- _Work to be completed_: From the entries below, return every line that includes the word "String".
========
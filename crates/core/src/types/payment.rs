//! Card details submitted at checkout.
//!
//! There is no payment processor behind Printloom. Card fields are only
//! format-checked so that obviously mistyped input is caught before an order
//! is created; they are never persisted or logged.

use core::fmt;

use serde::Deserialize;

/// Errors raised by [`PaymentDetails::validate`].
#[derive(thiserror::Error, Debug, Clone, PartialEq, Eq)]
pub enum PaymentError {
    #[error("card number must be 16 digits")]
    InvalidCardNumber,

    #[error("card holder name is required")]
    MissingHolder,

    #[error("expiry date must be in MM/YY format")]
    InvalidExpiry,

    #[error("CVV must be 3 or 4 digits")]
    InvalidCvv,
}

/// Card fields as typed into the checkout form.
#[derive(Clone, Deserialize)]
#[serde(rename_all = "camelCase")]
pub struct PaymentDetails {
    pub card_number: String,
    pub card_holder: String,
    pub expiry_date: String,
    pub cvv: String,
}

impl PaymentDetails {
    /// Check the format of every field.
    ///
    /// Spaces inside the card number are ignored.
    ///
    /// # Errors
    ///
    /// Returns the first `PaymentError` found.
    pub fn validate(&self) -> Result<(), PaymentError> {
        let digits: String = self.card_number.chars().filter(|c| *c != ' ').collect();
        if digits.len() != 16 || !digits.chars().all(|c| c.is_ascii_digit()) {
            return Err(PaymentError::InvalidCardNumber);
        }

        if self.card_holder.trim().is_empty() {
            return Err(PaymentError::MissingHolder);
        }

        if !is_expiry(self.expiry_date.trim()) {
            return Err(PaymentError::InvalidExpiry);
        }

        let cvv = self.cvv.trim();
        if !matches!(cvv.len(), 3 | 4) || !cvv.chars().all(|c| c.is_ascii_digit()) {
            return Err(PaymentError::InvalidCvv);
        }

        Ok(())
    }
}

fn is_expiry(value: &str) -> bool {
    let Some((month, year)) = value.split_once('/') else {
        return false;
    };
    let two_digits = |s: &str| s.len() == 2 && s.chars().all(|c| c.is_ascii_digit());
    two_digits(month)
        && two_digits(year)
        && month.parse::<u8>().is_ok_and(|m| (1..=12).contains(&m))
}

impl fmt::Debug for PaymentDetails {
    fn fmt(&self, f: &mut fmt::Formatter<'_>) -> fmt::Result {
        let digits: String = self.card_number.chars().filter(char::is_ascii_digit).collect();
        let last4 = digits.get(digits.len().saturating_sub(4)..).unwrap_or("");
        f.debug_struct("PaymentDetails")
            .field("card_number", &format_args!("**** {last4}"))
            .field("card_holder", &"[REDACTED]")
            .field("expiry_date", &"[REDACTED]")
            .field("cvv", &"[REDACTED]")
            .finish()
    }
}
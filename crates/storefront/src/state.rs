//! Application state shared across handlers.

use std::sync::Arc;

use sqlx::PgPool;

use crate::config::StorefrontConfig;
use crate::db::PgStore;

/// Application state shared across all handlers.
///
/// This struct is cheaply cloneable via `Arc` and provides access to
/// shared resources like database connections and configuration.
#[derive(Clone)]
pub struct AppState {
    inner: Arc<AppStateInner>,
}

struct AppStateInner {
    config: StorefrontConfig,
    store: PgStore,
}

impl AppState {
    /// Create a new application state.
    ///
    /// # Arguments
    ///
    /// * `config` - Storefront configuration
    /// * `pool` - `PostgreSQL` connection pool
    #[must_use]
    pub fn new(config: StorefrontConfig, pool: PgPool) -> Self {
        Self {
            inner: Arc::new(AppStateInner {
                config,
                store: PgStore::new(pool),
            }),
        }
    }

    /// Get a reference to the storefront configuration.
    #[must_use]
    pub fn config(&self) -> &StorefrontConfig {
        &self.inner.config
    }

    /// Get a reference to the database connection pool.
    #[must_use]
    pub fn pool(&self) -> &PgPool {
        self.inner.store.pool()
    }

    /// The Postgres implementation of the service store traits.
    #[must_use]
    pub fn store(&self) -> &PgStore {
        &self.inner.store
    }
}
========
- _Output for this task_:
    pub card_number: String,
    pub card_holder: String,
    pub expiry_date: String,
    pub cvv: String,
        let digits: String = self.card_number.chars().filter(|c| *c != ' ').collect();
        let digits: String = self.card_number.chars().filter(char::is_ascii_digit).collect();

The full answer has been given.